═══ SUPPLIED MATERIAL
use dot_proxy_application::use_cases::ForwardDnsQueryUseCase;
use dot_proxy_domain::DomainError;
use hickory_proto::op::Message;
use std::net::SocketAddr;
use std::sync::Arc;
use tokio_util::sync::CancellationToken;
use tracing::{debug, warn};

/// Shared by both front-ends: unpack one query, forward it, hand back the
/// packed answer. Framing stays with the caller.
#[derive(Clone)]
pub struct DnsServerHandler {
    use_case: Arc<ForwardDnsQueryUseCase>,
}

impl DnsServerHandler {
    pub fn new(use_case: Arc<ForwardDnsQueryUseCase>) -> Self {
        Self { use_case }
    }

    pub async fn handle_raw(
        &self,
        raw: &[u8],
        client: SocketAddr,
        cancel: &CancellationToken,
    ) -> Result<Vec<u8>, DomainError> {
        let query = Message::from_vec(raw)
            .map_err(|e| DomainError::Codec(format!("Failed to unpack query: {}", e)))?;

        debug!(
            client = %client,
            id = query.id(),
            questions = query.queries().len(),
            "Query received"
        );

        self.use_case.execute(&query, cancel).await
    }
}

/// No reply is sent for a failed request; the client retries on its own timer.
pub(super) fn log_dropped(protocol: &'static str, client: SocketAddr, err: &DomainError) {
    if err.is_cancellation() {
        debug!(protocol, client = %client, error = %err, "Request abandoned");
    } else {
        warn!(protocol, client = %client, error = %err, "Dropping request without response");
    }
}
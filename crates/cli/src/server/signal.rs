use tokio::signal;
use tracing::info;

pub async fn wait_for_shutdown() -> std::io::Result<()> {
    #[cfg(unix)]
    {
        let mut sigterm = signal::unix::signal(signal::unix::SignalKind::terminate())?;
        let mut sigint = signal::unix::signal(signal::unix::SignalKind::interrupt())?;

        tokio::select! {
            _ = sigterm.recv() => info!("Received SIGTERM"),
            _ = sigint.recv() => info!("Received SIGINT"),
        }
    }

    #[cfg(not(unix))]
    {
        signal::ctrl_c().await?;
        info!("Received Ctrl+C");
    }

    Ok(())
}
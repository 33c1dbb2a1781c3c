use base64::engine::general_purpose::STANDARD;
use base64::Engine;
use dot_proxy_domain::{CacheKey, DomainError};
use hickory_proto::op::Query;
use hickory_proto::serialize::binary::BinEncodable;
use sha2::{Digest, Sha256};

/// Derives store keys from the question section of a query.
///
/// The canonical form is the question count (big-endian u16) followed by each
/// question in uncompressed wire format: name labels, type, class. Names keep
/// the letter case they arrived with, so `Example.com` and `example.com` map to
/// different keys. The wire format never changes between releases, so entries
/// written by a previous process stay addressable.
#[derive(Debug, Clone, Copy, Default)]
pub struct CacheKeyCodec;

impl CacheKeyCodec {
    pub fn new() -> Self {
        Self
    }

    pub fn derive_key(&self, questions: &[Query]) -> Result<CacheKey, DomainError> {
        let canonical = Self::canonical_bytes(questions)?;
        let digest = Sha256::digest(&canonical);
        Ok(CacheKey::new(STANDARD.encode(digest)))
    }

    fn canonical_bytes(questions: &[Query]) -> Result<Vec<u8>, DomainError> {
        let count = u16::try_from(questions.len()).map_err(|_| {
            DomainError::Codec(format!("Too many questions to key: {}", questions.len()))
        })?;

        let mut buf = Vec::with_capacity(2 + questions.len() * 32);
        buf.extend_from_slice(&count.to_be_bytes());

        for question in questions {
            // Each question gets its own encoder so no compression pointer can
            // refer back into a previous question.
            let encoded = question.to_bytes().map_err(|e| {
                DomainError::Codec(format!("Failed to serialize question {}: {}", question, e))
            })?;
            buf.extend_from_slice(&encoded);
        }

        Ok(buf)
    }
}
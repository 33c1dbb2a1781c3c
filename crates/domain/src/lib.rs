//! DNS-over-TLS proxy domain layer
pub mod cache_key;
pub mod config;
pub mod errors;

pub use cache_key::CacheKey;
pub use config::{
    CacheConfig, CliOverrides, Config, ConfigError, LogFormat, LoggingConfig, ServerConfig,
    UpstreamConfig,
};
pub use errors::DomainError;
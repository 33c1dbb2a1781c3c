use async_trait::async_trait;
use dot_proxy_domain::DomainError;
use tokio_util::sync::CancellationToken;

/// One request/response exchange with the DNS-over-TLS resolver.
#[async_trait]
pub trait UpstreamTransport: Send + Sync {
    /// Sends a packed query and returns the packed answer.
    ///
    /// Must return `DomainError::Cancelled` once `cancel` fires, releasing any
    /// connection it opened; a partial answer is never returned.
    async fn exchange(
        &self,
        request: &[u8],
        cancel: &CancellationToken,
    ) -> Result<Vec<u8>, DomainError>;

    /// Human-readable upstream identity for logs.
    fn upstream_name(&self) -> &str;
}
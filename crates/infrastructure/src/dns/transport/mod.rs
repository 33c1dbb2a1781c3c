pub mod tls;

pub use tls::TlsTransport;
use dot_proxy_domain::{LogFormat, LoggingConfig};
use tracing_subscriber::EnvFilter;

/// `RUST_LOG`, when set, takes precedence over the configured level.
pub fn init_logging(config: &LoggingConfig) -> anyhow::Result<()> {
    let filter = EnvFilter::try_from_default_env()
        .or_else(|_| EnvFilter::try_new(&config.level))?;

    let result = match config.format {
        LogFormat::Json => tracing_subscriber::fmt()
            .json()
            .with_env_filter(filter)
            .with_file(true)
            .with_line_number(true)
            .try_init(),
        LogFormat::Pretty => tracing_subscriber::fmt()
            .pretty()
            .with_env_filter(filter)
            .try_init(),
    };

    result.map_err(|e| anyhow::anyhow!("failed to initialise logging: {}", e))
}
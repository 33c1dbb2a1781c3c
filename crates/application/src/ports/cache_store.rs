use async_trait::async_trait;
use dot_proxy_domain::{CacheKey, DomainError};
use std::time::Duration;

/// External key-value store. Implementations must tolerate concurrent use
/// from many request tasks without extra locking.
#[async_trait]
pub trait CacheStore: Send + Sync {
    async fn ping(&self) -> Result<(), DomainError>;

    /// `Ok(None)` is a miss; `Err` means the store itself failed.
    async fn get(&self, key: &CacheKey) -> Result<Option<Vec<u8>>, DomainError>;

    async fn set(&self, key: &CacheKey, value: &[u8], ttl: Duration) -> Result<(), DomainError>;
}
mod cache_key_codec;
mod response_cache;

pub use cache_key_codec::CacheKeyCodec;
pub use response_cache::{ResponseCache, DEFAULT_RESPONSE_TTL};
mod cache_store;
mod upstream_transport;

pub use cache_store::CacheStore;
pub use upstream_transport::UpstreamTransport;
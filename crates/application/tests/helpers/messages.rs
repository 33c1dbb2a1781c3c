use hickory_proto::op::{Message, MessageType, OpCode, Query};
use hickory_proto::rr::rdata::A;
use hickory_proto::rr::{Name, RData, Record, RecordType};
use std::net::Ipv4Addr;
use std::str::FromStr;

pub fn query_message(id: u16, name: &str, record_type: RecordType) -> Message {
    let mut message = Message::new();
    message
        .set_id(id)
        .set_message_type(MessageType::Query)
        .set_op_code(OpCode::Query)
        .set_recursion_desired(true)
        .add_query(Query::query(Name::from_str(name).unwrap(), record_type));
    message
}

/// Builds an upstream answer that echoes the request's ID and questions.
pub fn answer_for(request: &[u8], ip: Ipv4Addr) -> Vec<u8> {
    let request = Message::from_vec(request).unwrap();

    let mut response = Message::new();
    response
        .set_id(request.id())
        .set_message_type(MessageType::Response)
        .set_op_code(OpCode::Query)
        .set_recursion_desired(true)
        .set_recursion_available(true)
        .add_queries(request.queries().to_vec());

    for question in request.queries() {
        response.add_answer(Record::from_rdata(
            question.name().clone(),
            300,
            RData::A(A(ip)),
        ));
    }

    response.to_vec().unwrap()
}

pub fn first_answer_ip(response: &Message) -> Option<Ipv4Addr> {
    response.answers().iter().find_map(|record| match record.data() {
        RData::A(a) => Some(a.0),
        _ => None,
    })
}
══════
YOUR TASK
Wherever a line holds the word "LoggingConfig", copy that line out of the entries above.

EXERCISE RESPONSE
    CacheConfig, CliOverrides, Config, ConfigError, LogFormat, LoggingConfig, ServerConfig,
use dot_proxy_domain::{LogFormat, LoggingConfig};
pub fn init_logging(config: &LoggingConfig) -> anyhow::Result<()> {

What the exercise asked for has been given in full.